What happened to Buddy? Can animals get the novel coronavirus and die? Can pets transmit it to their owners?

Families/Kids Infection and Spread

A: Sadly, Buddy, a German Shepherd from Staten Island, NY, recently died. Buddy was the first dog in the US that tested positive for SARS-CoV-2 (side note: The disease is only called COVID-19 in humans).

Technically, bloodwork confirmed that Buddy likely died from lymphoma. However, it’s hard to know the role that the novel coronavirus had in his passing (either making him more vulnerable to infection or increasing the severity of the symptoms). His last few months were hard. During Buddy’s illness, he had trouble breathing, lost his appetite, and eventually struggled to walk. Other symptoms in mammalian animals with the infection are described by the CDC in the first link below; the symptoms are strikingly similar to those in humans (e.g., fever, cough, difficulty breathing).

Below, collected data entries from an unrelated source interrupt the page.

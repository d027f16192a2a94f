//! The persistent untagged-response buffer: the pipeline's terminal
//! stage, always present, that accumulates whatever no transient
//! command handler already fully owns (and, per the two-phase
//! delivery model, *everything* a command handler saw too).

use crate::codec::Response;
use crate::pipeline::Stage;
use std::sync::atomic::{AtomicBool, Ordering};
use std::sync::Mutex;
use tracing::debug;

#[derive(Default)]
struct Inner {
    buffer: Vec<Response>,
    termination_reasons: Vec<String>,
}

/// The always-present tail stage of the response pipeline.
pub struct PersistentBuffer {
    /// Set while a command-scoped handler is actively installed, so
    /// callers can tell "nothing happened" apart from "a handler is
    /// mid-flight and hasn't forwarded anything buffer-worthy yet".
    active_handler_flag: AtomicBool,
    inner: Mutex<Inner>,
}

impl Default for PersistentBuffer {
    fn default() -> Self {
        Self::new()
    }
}

impl PersistentBuffer {
    #[must_use]
    pub fn new() -> Self {
        Self {
            active_handler_flag: AtomicBool::new(false),
            inner: Mutex::new(Inner::default()),
        }
    }

    pub fn set_active_handler(&self, active: bool) {
        self.active_handler_flag.store(active, Ordering::SeqCst);
    }

    #[must_use]
    pub fn has_active_handler(&self) -> bool {
        self.active_handler_flag.load(Ordering::SeqCst)
    }

    /// Remove and return every buffered response, oldest first.
    pub fn drain(&self) -> Vec<Response> {
        let mut inner = self.inner.lock().expect("buffer lock poisoned");
        std::mem::take(&mut inner.buffer)
    }

    /// Remove and return every recorded termination reason (`* BYE`
    /// text or fatal transport errors observed while this buffer was
    /// the only thing watching the stream).
    pub fn drain_termination_reasons(&self) -> Vec<String> {
        let mut inner = self.inner.lock().expect("buffer lock poisoned");
        std::mem::take(&mut inner.termination_reasons)
    }

    /// Clear buffered responses and termination reasons without
    /// returning them, e.g. right after a reconnect makes them stale.
    pub fn reset(&self) {
        let mut inner = self.inner.lock().expect("buffer lock poisoned");
        inner.buffer.clear();
        inner.termination_reasons.clear();
    }

    #[must_use]
    pub fn has_termination(&self) -> bool {
        !self
            .inner
            .lock()
            .expect("buffer lock poisoned")
            .termination_reasons
            .is_empty()
    }

    #[must_use]
    pub fn buffered_count(&self) -> usize {
        self.inner.lock().expect("buffer lock poisoned").buffer.len()
    }
}

impl Stage for PersistentBuffer {
    fn name(&self) -> &str {
        "persistent-buffer"
    }

    fn handle(&self, response: &Response) -> bool {
        // Tagged completions belong to whichever command-scoped handler
        // issued them; if one reaches the terminal stage, no handler
        // claimed it. Never buffered, only logged.
        if let Response::Tagged { tag, .. } = response {
            debug!(%tag, "dropping unclaimed tagged response at persistent buffer");
            return false;
        }

        // A live command-scoped handler already saw this response (the
        // pipeline forwards to every stage); the buffer only needs to
        // step in for server-pushed data with nobody else watching.
        if self.active_handler_flag.load(Ordering::SeqCst) {
            return false;
        }

        let mut inner = self.inner.lock().expect("buffer lock poisoned");
        if let Response::Fatal(reason) = response {
            inner.termination_reasons.push(reason.clone());
        }
        inner.buffer.push(response.clone());
        false
    }
}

According to this National Geographic article, there are fewer than 25 U.S. pets known to have contracted SARS-CoV-2. (Of course, we don’t know about the pets we didn’t test.) Fortunately, most other animals that have tested positive have recovered, and the ones that have died had underlying health issues. There’s a feel-good story about Papille the Parisian cat who got sick. And then, curiously, amid the “Tiger King” craze in April, eight big cats at the Bronx Zoo contracted the virus. All these animals are now symptom free.

The general message is that, as far as we know, prevalence in animals is low, symptoms are mild, and recovery rates are high. While we certainly aren’t testing many animals, there’s not even anecdotal evidence of a lot of pets contracting SARS-CoV-2. Further, thankfully, animals don’t seem to play a role in the transmission of the disease to humans.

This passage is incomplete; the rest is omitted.